Coming from the Roman nobility, Cardinal Eugenio Pacelli was papal nuncio – ambassador of the Holy See – in Germany between 1917 and 1929, at the height of Adolf Hitler’s rise to power. In 1930, Pacelli was appointed Secretary of State, the number two position within the Vatican, and three years later signed a concordat with Hitler’s Germany on relations between the German authorities and the Church. His Papacy extended from his election on the death of Pius XI, in 1939, until his death in 1958.
Pope Francis opened the archives of Pius XII because “the Church is not afraid of history”
Revelation of letter undermines Vatican argument that pontiff could not verify diplomatic reports on Nazi atrocities to denounce them and could increase the debate on the legacy of Pius XII and his stalled beatification campaign.

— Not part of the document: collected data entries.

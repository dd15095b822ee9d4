//! Shared test doubles: an in-memory object store with scriptable failures
//! and a token supplier that counts refreshes.

#![allow(dead_code)]

use async_trait::async_trait;
use chrono::{Duration, Utc};
use gcl_auth::{AccessToken, AuthResult, TokenSupplier};
use gcl_storage::{AclPolicy, LocalEntry, ObjectStore, RemoteEntry, StorageError, StorageResult};
use md5::{Digest, Md5};
use std::collections::{BTreeMap, HashMap, HashSet};
use std::sync::Mutex;
use std::sync::atomic::{AtomicU32, Ordering};

pub fn md5_hex(data: &[u8]) -> String {
    hex::encode(Md5::digest(data))
}

pub fn local_entry(rel_path: &str, digest: &str) -> LocalEntry {
    LocalEntry {
        rel_path: rel_path.to_string(),
        size: 1,
        digest: digest.to_string(),
    }
}

pub fn remote_entry(key: &str, md5: Option<&str>) -> RemoteEntry {
    RemoteEntry {
        key: key.to_string(),
        size: 1,
        md5: md5.map(str::to_string),
        etag: format!("etag-{key}"),
        updated: Utc::now(),
    }
}

/// Token supplier that hands out `initial` until refreshed, then `fresh`,
/// counting every refresh call.
pub struct FakeSupplier {
    current: Mutex<String>,
    fresh: String,
    pub refresh_calls: AtomicU32,
}

impl FakeSupplier {
    pub fn new(initial: &str, fresh: &str) -> Self {
        Self {
            current: Mutex::new(initial.to_string()),
            fresh: fresh.to_string(),
            refresh_calls: AtomicU32::new(0),
        }
    }

    pub fn refresh_count(&self) -> u32 {
        self.refresh_calls.load(Ordering::SeqCst)
    }

    fn token(value: &str) -> AccessToken {
        AccessToken::new(value, Utc::now() + Duration::hours(1))
    }
}

#[async_trait]
impl TokenSupplier for FakeSupplier {
    async fn current(&self) -> AuthResult<AccessToken> {
        Ok(Self::token(&self.current.lock().unwrap().clone()))
    }

    async fn refresh(&self) -> AuthResult<AccessToken> {
        self.refresh_calls.fetch_add(1, Ordering::SeqCst);
        let mut current = self.current.lock().unwrap();
        *current = self.fresh.clone();
        Ok(Self::token(&current))
    }
}

/// List-call failure modes for [`MemoryStore`].
#[derive(Clone, Copy, Debug, PartialEq, Eq)]
pub enum ListFailure {
    NotFound,
    Permanent,
}

/// In-memory object store. Rejects any token other than the valid one with
/// `AuthExpired`; per-key transient and permanent failures are scriptable.
pub struct MemoryStore {
    objects: Mutex<BTreeMap<String, Vec<u8>>>,
    valid_token: Mutex<String>,
    transient_remaining: Mutex<HashMap<String, u32>>,
    permanent_keys: Mutex<HashSet<String>>,
    list_failure: Mutex<Option<ListFailure>>,
    pub list_calls: AtomicU32,
    pub put_calls: AtomicU32,
    pub delete_calls: AtomicU32,
}

impl MemoryStore {
    pub fn new(valid_token: &str) -> Self {
        Self {
            objects: Mutex::new(BTreeMap::new()),
            valid_token: Mutex::new(valid_token.to_string()),
            transient_remaining: Mutex::new(HashMap::new()),
            permanent_keys: Mutex::new(HashSet::new()),
            list_failure: Mutex::new(None),
            list_calls: AtomicU32::new(0),
            put_calls: AtomicU32::new(0),
            delete_calls: AtomicU32::new(0),
        }
    }

    pub fn seed(&self, key: &str, body: &[u8]) {
        self.objects
            .lock()
            .unwrap()
            .insert(key.to_string(), body.to_vec());
    }

    pub fn set_valid_token(&self, token: &str) {
        *self.valid_token.lock().unwrap() = token.to_string();
    }

    /// The next `count` attempts on `key` fail with `Transient`.
    pub fn fail_transient(&self, key: &str, count: u32) {
        self.transient_remaining
            .lock()
            .unwrap()
            .insert(key.to_string(), count);
    }

    /// Every attempt on `key` fails with `Permanent`.
    pub fn fail_permanent(&self, key: &str) {
        self.permanent_keys.lock().unwrap().insert(key.to_string());
    }

    pub fn fail_list(&self, failure: ListFailure) {
        *self.list_failure.lock().unwrap() = Some(failure);
    }

    pub fn keys(&self) -> Vec<String> {
        self.objects.lock().unwrap().keys().cloned().collect()
    }

    pub fn body(&self, key: &str) -> Option<Vec<u8>> {
        self.objects.lock().unwrap().get(key).cloned()
    }

    pub fn contains(&self, key: &str) -> bool {
        self.objects.lock().unwrap().contains_key(key)
    }

    fn check_token(&self, token: &str) -> StorageResult<()> {
        if *self.valid_token.lock().unwrap() != token {
            return Err(StorageError::AuthExpired);
        }
        Ok(())
    }

    fn scripted_failure(&self, key: &str) -> StorageResult<()> {
        if self.permanent_keys.lock().unwrap().contains(key) {
            return Err(StorageError::Permanent(format!("scripted failure on {key}")));
        }
        let mut transient = self.transient_remaining.lock().unwrap();
        if let Some(remaining) = transient.get_mut(key) {
            if *remaining > 0 {
                *remaining -= 1;
                return Err(StorageError::Transient(format!(
                    "scripted transient failure on {key}"
                )));
            }
        }
        Ok(())
    }
}

#[async_trait]
impl ObjectStore for MemoryStore {
    async fn list(&self, token: &str) -> StorageResult<Vec<RemoteEntry>> {
        self.list_calls.fetch_add(1, Ordering::SeqCst);
        self.check_token(token)?;

        match *self.list_failure.lock().unwrap() {
            Some(ListFailure::NotFound) => {
                return Err(StorageError::NotFound("bucket missing".to_string()));
            }
            Some(ListFailure::Permanent) => {
                return Err(StorageError::Permanent("bucket forbidden".to_string()));
            }
            None => {}
        }

        let objects = self.objects.lock().unwrap();
        Ok(objects
            .iter()
            .map(|(key, body)| RemoteEntry {
                key: key.clone(),
                size: body.len() as u64,
                md5: Some(md5_hex(body)),
                etag: format!("etag-{key}"),
                updated: Utc::now(),
            })
            .collect())
    }

    async fn put(
        &self,
        token: &str,
        key: &str,
        _acl: AclPolicy,
        body: Vec<u8>,
    ) -> StorageResult<()> {
        self.put_calls.fetch_add(1, Ordering::SeqCst);
        self.check_token(token)?;
        self.scripted_failure(key)?;
        self.objects.lock().unwrap().insert(key.to_string(), body);
        Ok(())
    }

    async fn delete(&self, token: &str, key: &str) -> StorageResult<()> {
        self.delete_calls.fetch_add(1, Ordering::SeqCst);
        self.check_token(token)?;
        self.scripted_failure(key)?;
        if self.objects.lock().unwrap().remove(key).is_none() {
            return Err(StorageError::NotFound(key.to_string()));
        }
        Ok(())
    }
}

While other popes such as John Paul II were canonized as saints, the first step in the process, Pius “, the first step towards sainthood on the condition that a miracle be recognized, a decision that sparked protests among Jewish organizations.
A year later, Benedict called Pope Pius XII “one of the great just, who saved the Jews more than anyone else.” “He personally suffered enormously, we know. He knew he had to speak, but the situation prohibited him from doing so,” the late pope noted. In 2014, Pope Francis said he had “a little existential hives” over attacks on Pius XII, “a great defender of the Jews.”
In 2020, it arrived the opening of the archives of Pope Pius XII. The controversy over Pius XII revolves around whether the head of the Catholic Church, a former Holy See diplomat in Germany, remained too silent during the Holocaust and never publicly condemned the Nazis.
Pope Francis declared that the Church “is not afraid of history” when announcing the opening of some 30,000 volumes of archives from the papacy of Pius XII to researchers. “The Church is not afraid of history. On the contrary, it loves it and would like to love it even more, as it loves God,” Francisco told the archive staff. “Thus, with the same confidence as my predecessors, I open and entrust this heritage of documentation to researchers.”